Eu finalmente deixei de lado as minhas dores e decidi viver, só pra variar. Deixei fechada aquela caixa abarrotada de lembranças tuas-nossas. Deixei de sentir teu cheiro que, infelizmente, tomou conta do meu travesseiro e do teu pijama, ainda jogado em cima do sofá. Troquei o lençol amarrotado e aquela pontinha do colchão que ficou descoberta depois de você aparecer. Me liberto do teu vício de sempre bagunçar muito mais do que a cama quando me visita. Não vou mentir! A sua falta ainda incomoda, mesmo depois de tanto tempo. Também não vou dizer que nunca mais abri aquela caixa ou vesti o teu pijama. Não vou fingir que não abracei o travesseiro - segundos depois de você ter saído pela porta - tentando acreditar que aquele ponto final tinha sido só um pesadelo, só pra te sentir por perto, mesmo sabendo que você está a muitas mágoas de distância. Um abismo de feridas e decepções nos afasta, eu sei. O ponto final existiu, doeu, feriu, cortou. Mas, olha só, eu juro, eu prometo. Hoje eu não vou chorar. Nem por mim e menos ainda por você.

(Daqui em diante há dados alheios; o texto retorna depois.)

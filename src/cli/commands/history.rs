//! History command - list, delete, clear, or export finished-game records

use std::path::{Path, PathBuf};

use anyhow::Result;
use clap::Parser;

use super::GameChoice;
use crate::{
    adapters::JsonFileStore,
    cli::output,
    export::export_records_csv,
    identifiers::RecordId,
    ports::RecordStore,
    records::RecordStats,
};

#[derive(Parser, Debug)]
#[command(about = "Show or manage the finished-game history")]
pub struct HistoryArgs {
    /// Which game's history to operate on
    #[arg(long, value_enum, default_value_t = GameChoice::Othello)]
    pub game: GameChoice,

    /// Delete the record with this id
    #[arg(long, value_name = "ID")]
    pub delete: Option<String>,

    /// Delete every record
    #[arg(long, conflicts_with = "delete")]
    pub clear: bool,

    /// Export the history as CSV to this path
    #[arg(long, value_name = "PATH")]
    pub export: Option<PathBuf>,
}

pub fn execute(args: HistoryArgs, data_dir: &Path) -> Result<()> {
    let store = JsonFileStore::for_game(data_dir, args.game.kind());

    if let Some(id) = args.delete {
        let removed = store.delete(&RecordId::new(id.as_str()))?;
        if removed {
            println!("Deleted record {id}.");
        } else {
            println!("No record with id {id}.");
        }
        return Ok(());
    }

    if args.clear {
        store.clear()?;
        println!("{} history cleared.", args.game.kind());
        return Ok(());
    }

    let records = store.records()?;

    if let Some(path) = args.export {
        export_records_csv(&path, &records)?;
        println!("Exported {} records to {}.", records.len(), path.display());
        return Ok(());
    }

    output::print_section(&format!("{} history", args.game.kind()));
    output::print_stats(&RecordStats::tally(&records));
    println!();

    if records.is_empty() {
        println!("  No game records yet.");
    } else {
        for record in &records {
            output::print_record(record);
        }
    }

    Ok(())
}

Hoje eu acordei querendo sorrir pro espelho, moço. Hoje eu não preciso mais fingir. Hoje eu não preciso te amar escondido. Hoje eu não preciso desviar o olhar quando você chega, só por saber que se os nossos olhos se encontram todo mundo vê o que você finge - muito bem - que não existe. Hoje eu não preciso dar desculpa nenhuma para as minhas amigas, que não entendem como eu preferia passar a noite de sexta-feira trancada em casa e ainda aparecer sorrindo na manhã seguinte. Hoje eu não preciso ficar acordada, com o telefone grudado na mão, esperando uma ligação, uma mensagem, um talvez qualquer. Hoje eu não preciso tomar cuidado com o que conto para os nossos amigos, com medo de deixar escapar alguma pista sobre o seu sumiço na noite passada. Hoje eu não tenho que mentir. Hoje eu não tenho aventura da madrugada pra esconder.

Hoje eu te agradeço e me liberto das tuas infinitas regras, das visitas secretas, das juras nunca cumpridas, dos planos desfeitos e dos suspiros proibidos. Hoje eu me liberto de você. Quero mais é que o mundo exploda e esse quase-amor vá junto com ele. Sim, eu disse quase. É que amor, meu bem, é outra coisa. Isso que a gente cultivou por anos pode ter vários nomes. Química, pele, afinidade, resquício de sei-lá-o-quê, saudade, costume ou até comodismo. Mas, definitivamente, não é amor. Não era. Mas deixa isso pra lá, o interfone tocou, a galera está me esperando e tô indo nessa. Amanhã eu penso nisso. Amanhã eu posso até chorar, querer discar o teu número, querer te pedir pra voltar, mas hoje não.

Hoje é sexta-feira e o meu telefone vai ficar em casa.